- Opening Delimiter -

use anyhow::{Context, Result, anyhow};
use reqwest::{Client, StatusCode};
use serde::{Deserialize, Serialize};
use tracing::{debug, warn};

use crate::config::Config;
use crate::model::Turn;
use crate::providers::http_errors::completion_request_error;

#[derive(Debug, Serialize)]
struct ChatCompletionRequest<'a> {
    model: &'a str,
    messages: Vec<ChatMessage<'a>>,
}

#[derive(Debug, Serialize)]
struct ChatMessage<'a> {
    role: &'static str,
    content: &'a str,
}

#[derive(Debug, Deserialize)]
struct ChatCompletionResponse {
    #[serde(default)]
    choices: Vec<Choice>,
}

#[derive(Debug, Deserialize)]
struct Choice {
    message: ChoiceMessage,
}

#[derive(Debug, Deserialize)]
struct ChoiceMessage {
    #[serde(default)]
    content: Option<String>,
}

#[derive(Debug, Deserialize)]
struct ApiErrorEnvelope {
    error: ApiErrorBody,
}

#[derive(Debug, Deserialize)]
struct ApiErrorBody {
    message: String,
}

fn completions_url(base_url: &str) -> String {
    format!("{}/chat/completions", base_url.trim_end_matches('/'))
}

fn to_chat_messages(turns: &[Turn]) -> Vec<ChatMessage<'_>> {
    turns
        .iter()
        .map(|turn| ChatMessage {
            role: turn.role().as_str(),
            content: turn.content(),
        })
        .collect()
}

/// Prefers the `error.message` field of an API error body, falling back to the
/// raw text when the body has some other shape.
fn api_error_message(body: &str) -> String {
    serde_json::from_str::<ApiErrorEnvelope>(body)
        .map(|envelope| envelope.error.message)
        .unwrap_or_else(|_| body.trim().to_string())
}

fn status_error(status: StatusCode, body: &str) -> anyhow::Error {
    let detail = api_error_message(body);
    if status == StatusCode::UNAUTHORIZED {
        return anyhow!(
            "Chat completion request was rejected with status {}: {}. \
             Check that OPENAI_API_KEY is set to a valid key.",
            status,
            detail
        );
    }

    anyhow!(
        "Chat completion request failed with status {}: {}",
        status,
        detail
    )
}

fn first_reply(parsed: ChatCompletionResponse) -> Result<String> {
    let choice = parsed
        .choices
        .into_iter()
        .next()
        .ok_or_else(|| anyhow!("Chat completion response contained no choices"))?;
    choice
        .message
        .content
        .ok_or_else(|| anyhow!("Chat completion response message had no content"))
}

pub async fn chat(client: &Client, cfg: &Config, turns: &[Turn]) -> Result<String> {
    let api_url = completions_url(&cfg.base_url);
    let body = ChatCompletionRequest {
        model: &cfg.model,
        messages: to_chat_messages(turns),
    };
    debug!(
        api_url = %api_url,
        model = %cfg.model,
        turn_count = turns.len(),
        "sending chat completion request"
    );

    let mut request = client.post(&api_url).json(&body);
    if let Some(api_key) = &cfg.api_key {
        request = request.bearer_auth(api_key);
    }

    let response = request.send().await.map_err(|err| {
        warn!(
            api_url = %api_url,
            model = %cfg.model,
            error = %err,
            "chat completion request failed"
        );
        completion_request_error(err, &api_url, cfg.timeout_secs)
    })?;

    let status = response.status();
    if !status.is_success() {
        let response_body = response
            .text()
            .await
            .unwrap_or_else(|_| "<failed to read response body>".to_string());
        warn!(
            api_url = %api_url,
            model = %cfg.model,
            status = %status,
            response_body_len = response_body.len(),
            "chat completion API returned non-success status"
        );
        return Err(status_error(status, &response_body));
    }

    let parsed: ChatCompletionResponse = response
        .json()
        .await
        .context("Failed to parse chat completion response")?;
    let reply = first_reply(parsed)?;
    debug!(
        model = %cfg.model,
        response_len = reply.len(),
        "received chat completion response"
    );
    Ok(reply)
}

- Closing Delimiter -

- _TASK DESCRIPTION_: The response should consist of the entries above, retyped exactly.

- _TASK OUTPUT_:
use anyhow::{Context, Result, anyhow};
use reqwest::{Client, StatusCode};
use serde::{Deserialize, Serialize};
use tracing::{debug, warn};

use crate::config::Config;
use crate::model::Turn;
use crate::providers::http_errors::completion_request_error;

#[derive(Debug, Serialize)]
struct ChatCompletionRequest<'a> {
    model: &'a str,
    messages: Vec<ChatMessage<'a>>,
}

#[derive(Debug, Serialize)]
struct ChatMessage<'a> {
    role: &'static str,
    content: &'a str,
}

#[derive(Debug, Deserialize)]
struct ChatCompletionResponse {
    #[serde(default)]
    choices: Vec<Choice>,
}

#[derive(Debug, Deserialize)]
struct Choice {
    message: ChoiceMessage,
}

#[derive(Debug, Deserialize)]
struct ChoiceMessage {
    #[serde(default)]
    content: Option<String>,
}

#[derive(Debug, Deserialize)]
struct ApiErrorEnvelope {
    error: ApiErrorBody,
}

#[derive(Debug, Deserialize)]
struct ApiErrorBody {
    message: String,
}

fn completions_url(base_url: &str) -> String {
    format!("{}/chat/completions", base_url.trim_end_matches('/'))
}

fn to_chat_messages(turns: &[Turn]) -> Vec<ChatMessage<'_>> {
    turns
        .iter()
        .map(|turn| ChatMessage {
            role: turn.role().as_str(),
            content: turn.content(),
        })
        .collect()
}

/// Prefers the `error.message` field of an API error body, falling back to the
/// raw text when the body has some other shape.
fn api_error_message(body: &str) -> String {
    serde_json::from_str::<ApiErrorEnvelope>(body)
        .map(|envelope| envelope.error.message)
        .unwrap_or_else(|_| body.trim().to_string())
}

fn status_error(status: StatusCode, body: &str) -> anyhow::Error {
    let detail = api_error_message(body);
    if status == StatusCode::UNAUTHORIZED {
        return anyhow!(
            "Chat completion request was rejected with status {}: {}. \
             Check that OPENAI_API_KEY is set to a valid key.",
            status,
            detail
        );
    }

    anyhow!(
        "Chat completion request failed with status {}: {}",
        status,
        detail
    )
}

fn first_reply(parsed: ChatCompletionResponse) -> Result<String> {
    let choice = parsed
        .choices
        .into_iter()
        .next()
        .ok_or_else(|| anyhow!("Chat completion response contained no choices"))?;
    choice
        .message
        .content
        .ok_or_else(|| anyhow!("Chat completion response message had no content"))
}

pub async fn chat(client: &Client, cfg: &Config, turns: &[Turn]) -> Result<String> {
    let api_url = completions_url(&cfg.base_url);
    let body = ChatCompletionRequest {
        model: &cfg.model,
        messages: to_chat_messages(turns),
    };
    debug!(
        api_url = %api_url,
        model = %cfg.model,
        turn_count = turns.len(),
        "sending chat completion request"
    );

    let mut request = client.post(&api_url).json(&body);
    if let Some(api_key) = &cfg.api_key {
        request = request.bearer_auth(api_key);
    }

    let response = request.send().await.map_err(|err| {
        warn!(
            api_url = %api_url,
            model = %cfg.model,
            error = %err,
            "chat completion request failed"
        );
        completion_request_error(err, &api_url, cfg.timeout_secs)
    })?;

    let status = response.status();
    if !status.is_success() {
        let response_body = response
            .text()
            .await
            .unwrap_or_else(|_| "<failed to read response body>".to_string());
        warn!(
            api_url = %api_url,
            model = %cfg.model,
            status = %status,
            response_body_len = response_body.len(),
            "chat completion API returned non-success status"
        );
        return Err(status_error(status, &response_body));
    }

    let parsed: ChatCompletionResponse = response
        .json()
        .await
        .context("Failed to parse chat completion response")?;
    let reply = first_reply(parsed)?;
    debug!(
        model = %cfg.model,
        response_len = reply.len(),
        "received chat completion response"
    );
    Ok(reply)
}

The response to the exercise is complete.